At this time, The Drexel Collection has not made plans to collect anything related to the pandemic, but does continue to collect materials within its collecting scope and has doubled the number of pieces from the Collection available online. Plans to expand the scope of the Collection to include more materials relevant to the community and underrepresented artists are in discussion.
What You Can Do
If you’re reading this DrexelNow story, then you’re likely part of the Drexel community and could contribute to this current important chapter of University history by creating, collecting and donating relevant materials to University Archives. You can see what other Dragons have shared in the FHCC's 2020: The Clothes We Wore and the Stories They Tell exhibit.
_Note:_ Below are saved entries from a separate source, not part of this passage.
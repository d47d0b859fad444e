//! 설정 파일 로드/저장 테스트.
use molarity_calculator::config::{self, Config, ConfigError};
use molarity_calculator::quantity::Quantity;
use molarity_calculator::units::{MassUnit, VolumeUnit};

#[test]
fn missing_file_is_created_with_defaults() {
    let dir = tempfile::tempdir().unwrap();
    let path = dir.path().join("config.toml");
    let cfg = config::load_or_create(&path).unwrap();
    assert_eq!(cfg, Config::default());
    assert!(path.exists());
}

#[test]
fn saved_config_roundtrips() {
    let dir = tempfile::tempdir().unwrap();
    let path = dir.path().join("config.toml");
    let mut cfg = Config::default();
    cfg.language = "ko".into();
    cfg.display_precision = 3;
    cfg.default_units.mass = MassUnit::Gram;
    cfg.default_units.volume = VolumeUnit::Liter;
    cfg.save_to(&path).unwrap();
    let loaded = config::load_from(&path).unwrap();
    assert_eq!(loaded, cfg);
}

#[test]
fn partial_file_fills_in_defaults() {
    let dir = tempfile::tempdir().unwrap();
    let path = dir.path().join("config.toml");
    std::fs::write(&path, "display_precision = 2\n[default_units]\nmass = \"Kilogram\"\n").unwrap();
    let cfg = config::load_from(&path).unwrap();
    assert_eq!(cfg.display_precision, 2);
    assert_eq!(cfg.language, "auto");
    let form = cfg.new_form();
    assert_eq!(form.row(Quantity::Mass).unit, "kilograms");
    assert_eq!(form.row(Quantity::Volume).unit, "mL");
    assert_eq!(form.precision(), 2);
}

#[test]
fn bad_unit_or_log_level_is_rejected() {
    let dir = tempfile::tempdir().unwrap();
    let path = dir.path().join("config.toml");
    std::fs::write(&path, "[default_units]\nmass = \"Stone\"\n").unwrap();
    assert!(matches!(config::load_from(&path), Err(ConfigError::Serde(_))));

    std::fs::write(&path, "log_level = \"loud\"\n").unwrap();
    assert!(matches!(
        config::load_from(&path),
        Err(ConfigError::InvalidLogLevel(_))
    ));
}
And if you are a Drexel alumnus, you can sign up to see some of the archivists quoted in this story discuss the scope of their collections and their findings related to the 1918 pandemic (some of which can also be found in the above DrexelNow stories), during the University’s Alumni Weekend 2021, which will take place May 20–23, 2021. The panel, “Drexel’s Response to the 1918 Influenza Pandemic,” will take place on May 21 from 12–1 p.m.
If you’re interested in reading in further detail what is known about the 1918 pandemic as remembered by those who lived through it and as documented in the University’s collections, you can read the DrexelNow articles about the faculty and students working on the frontlines from the Woman’s Medical College of Pennsylvania and the stuents attending the then-Drexel Institute of Art, Science and Industry.
Beyond that, you will likely remember this COVID-19 pandemic for the rest of your life. Consider documenting, saving and sharing your experiences from this historic time — you never know when that could be very useful in the upcoming years (or decades) for you, your family and/or future generations.